In your Enum you could implement a fromString method on an enum type, Lets say your Enum name is 'Distances'
private static final Map<String,Distances> stringToEnum = new HashMap<String,Distances>;
Initialize the map:
static{
for(Distances distance: values()) {
stringToEnum.put(distance.toString(),distance);
}
}
Return enumType for String:
public static Distances getDistance(String stringValue){
return stringToEnum.get(stringValue);
}
In your methods you could just pass in:
Distance.getDistance("feet").getCalculatedDistance()
Choose one of the units to be the "base" unit (one for weight, e.g., gr; and one for distance, e.g., m). Then add methods toBaseUnit and fromBaseUnit to your enum using conversion ratios for each of your values.

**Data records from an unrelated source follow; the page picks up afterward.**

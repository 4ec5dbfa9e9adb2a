use std::{
    io::{Read, Write},
    rc::Rc,
    sync::{
        Arc, mpsc,
        atomic::{AtomicBool, Ordering},
    },
    thread,
};

use axon_http::{
    ClientRequest, HttpClient, HttpConfig, HttpError, HttpRequest, HttpServer, HttpService, Reply,
    Responder,
};
use axon_reactor::Selector;
use axon_timing::Timespan;

struct EchoResponder;

impl Responder for EchoResponder {
    fn reply(&mut self, request: &HttpRequest, reply: &mut Reply) -> Result<(), HttpError> {
        reply.set_content_type("text/plain");
        if request.method == "POST" {
            let body = request.body.clone();
            reply.write(&body);
        } else {
            reply.write(format!("peer:{}", request.peer.port()).as_bytes());
        }
        Ok(())
    }
}

struct EchoService;

impl HttpService for EchoService {
    fn create_responder(&self, _url: &str) -> Box<dyn Responder> {
        Box::new(EchoResponder)
    }
}

struct FailingService;

impl HttpService for FailingService {
    fn create_responder(&self, _url: &str) -> Box<dyn Responder> {
        struct R;
        impl Responder for R {
            fn reply(&mut self, _: &HttpRequest, _: &mut Reply) -> Result<(), HttpError> {
                Err(HttpError::Protocol("boom"))
            }
        }
        Box::new(R)
    }
}

fn spawn_server(stop: Arc<AtomicBool>, port_tx: mpsc::Sender<u16>) -> thread::JoinHandle<()> {
    thread::spawn(move || {
        let selector = Selector::new().unwrap();
        let server = HttpServer::new(&selector, HttpConfig::default());
        server.add_service("/fail", Rc::new(FailingService));
        server.add_service("/", Rc::new(EchoService));
        server.add_service("/echo", Rc::new(EchoService));
        let addr = server.listen("127.0.0.1:0").unwrap();
        port_tx.send(addr.port()).unwrap();

        while !stop.load(Ordering::Acquire) {
            selector.wait(Some(Timespan::from_millis(50))).unwrap();
        }
        server.close();
    })
}

fn start() -> (Arc<AtomicBool>, thread::JoinHandle<()>, u16) {
    let stop = Arc::new(AtomicBool::new(false));
    let (tx, rx) = mpsc::channel();
    let handle = spawn_server(Arc::clone(&stop), tx);
    let port = rx.recv().unwrap();
    (stop, handle, port)
}

#[test]
fn get_and_keep_alive_reuses_the_connection() {
    let (stop, handle, port) = start();

    let client = HttpClient::new_sync(format!("127.0.0.1:{port}"));
    let first = client.execute(&ClientRequest::get("/"), Some(Timespan::from_secs(5))).unwrap();
    assert_eq!(first.status_code, 200);
    let second = client.execute(&ClientRequest::get("/"), Some(Timespan::from_secs(5))).unwrap();
    assert_eq!(second.status_code, 200);

    // the body carries the server-observed peer port; identical bodies
    // mean both requests travelled the same socket
    assert_eq!(first.body, second.body);

    stop.store(true, Ordering::Release);
    handle.join().unwrap();
}

#[test]
fn post_echoes_the_body() {
    let (stop, handle, port) = start();

    let client = HttpClient::new_sync(format!("127.0.0.1:{port}"));
    let response = client
        .execute(
            &ClientRequest::post("/echo", b"some payload".to_vec()),
            Some(Timespan::from_secs(5)),
        )
        .unwrap();
    assert_eq!(response.status_code, 200);
    assert_eq!(response.body, b"some payload");

    stop.store(true, Ordering::Release);
    handle.join().unwrap();
}

#[test]
fn unknown_url_is_404() {
    let (stop, handle, port) = start();

    // the echo service is registered at "/" and "/echo" only
    let client = HttpClient::new_sync(format!("127.0.0.1:{port}"));
    let response =
        client.execute(&ClientRequest::get("/missing"), Some(Timespan::from_secs(5))).unwrap();
    assert_eq!(response.status_code, 404);

    stop.store(true, Ordering::Release);
    handle.join().unwrap();
}

#[test]
fn responder_failure_becomes_500_and_close() {
    let (stop, handle, port) = start();

    let client = HttpClient::new_sync(format!("127.0.0.1:{port}"));
    let response =
        client.execute(&ClientRequest::get("/fail"), Some(Timespan::from_secs(5))).unwrap();
    assert_eq!(response.status_code, 500);
    assert_eq!(response.header.get("Connection"), Some("close"));

    stop.store(true, Ordering::Release);
    handle.join().unwrap();
}

#[test]
fn malformed_request_gets_400() {
    let (stop, handle, port) = start();

    let mut stream = std::net::TcpStream::connect(("127.0.0.1", port)).unwrap();
    stream.write_all(b"THIS IS NOT HTTP\r\n\r\n").unwrap();
    let mut response = String::new();
    stream.read_to_string(&mut response).unwrap();
    assert!(response.starts_with("HTTP/1.1 400 Bad Request"), "{response}");
    assert!(response.contains("Connection: close"));

    stop.store(true, Ordering::Release);
    handle.join().unwrap();
}

#[test]
fn chunked_request_body_is_decoded() {
    let (stop, handle, port) = start();

    let mut stream = std::net::TcpStream::connect(("127.0.0.1", port)).unwrap();
    stream
        .write_all(
            b"POST /echo HTTP/1.1\r\nHost: x\r\nTransfer-Encoding: chunked\r\nConnection: close\r\n\r\n\
4\r\nWiki\r\n4\r\npedi\r\n1\r\na\r\n0\r\n\r\n",
        )
        .unwrap();
    let mut response = String::new();
    stream.read_to_string(&mut response).unwrap();
    assert!(response.starts_with("HTTP/1.1 200 OK"), "{response}");
    assert!(response.ends_with("Wikipedia"), "{response}");

    stop.store(true, Ordering::Release);
    handle.join().unwrap();
}

#[test]
fn async_client_roundtrip() {
    let (stop, handle, port) = start();

    let selector = Selector::new().unwrap();
    let client = HttpClient::new(&selector, format!("127.0.0.1:{port}"));

    let done = Rc::new(std::cell::Cell::new(false));
    {
        let done = Rc::clone(&done);
        client.reply_ready.connect(move |_| done.set(true));
    }
    client.error_occurred.connect(|e: &HttpError| panic!("async request failed: {e}"));

    client.begin_execute(&ClientRequest::get("/")).unwrap();
    while !done.get() {
        assert!(selector.wait(Some(Timespan::from_secs(5))).unwrap());
    }
    let response = client.end_reply().unwrap();
    assert_eq!(response.status_code, 200);
    assert!(response.body.starts_with(b"peer:"));

    stop.store(true, Ordering::Release);
    handle.join().unwrap();
}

No "ifs" involved, and your conversion methods will look like this:
ResultingUnit.fromBaseUnit(originalUnit.toBaseUnit(value));
Sample enum:
public enum Distance {
METER(new BigDecimal("1.0")), // Base Unit is METER
KM(new BigDecimal("1E3")),
CM(new BigDecimal("1E-2"));
private final static MathContext MC =
new MathContext(30, RoundingMode.HALF_EVEN);
private final BigDecimal conversionRatio;
Distance(BigDecimal conversionRatio) {
this.conversionRatio = conversionRatio;
}
long fromBaseUnit(BigDecimal baseUnit) {
return baseUnit.divide(conversionRatio, MC).longValue();
}
// returns BigDecimal to avoid rounding two times
// and possible division by zero
BigDecimal toBaseUnit(long originalUnit) {
return BigDecimal.valueOf(originalUnit).multiply(conversionRatio);
}
}
And the adapted conversion method:
public long metricConvLength(long value, Distance orgUnit, Distance resultUnit) {
return resultUnit.fromBaseUnit(orgUnit.toBaseUnit(value));
}
Besides being slightly faster (by avoiding Map lookups and looping through the enum values), the major advantage of this approach is that if you ever need more complex conversion operations (say, a Temperature enum with Celsius, Farenheit and Kelvin) you can override fromBaseUnit and toBaseUnit in the enum value body.
Working Example.
I've used BigDecimal for the conversion ratio and internal calculations in order to have greater control over precision and rounding behavior.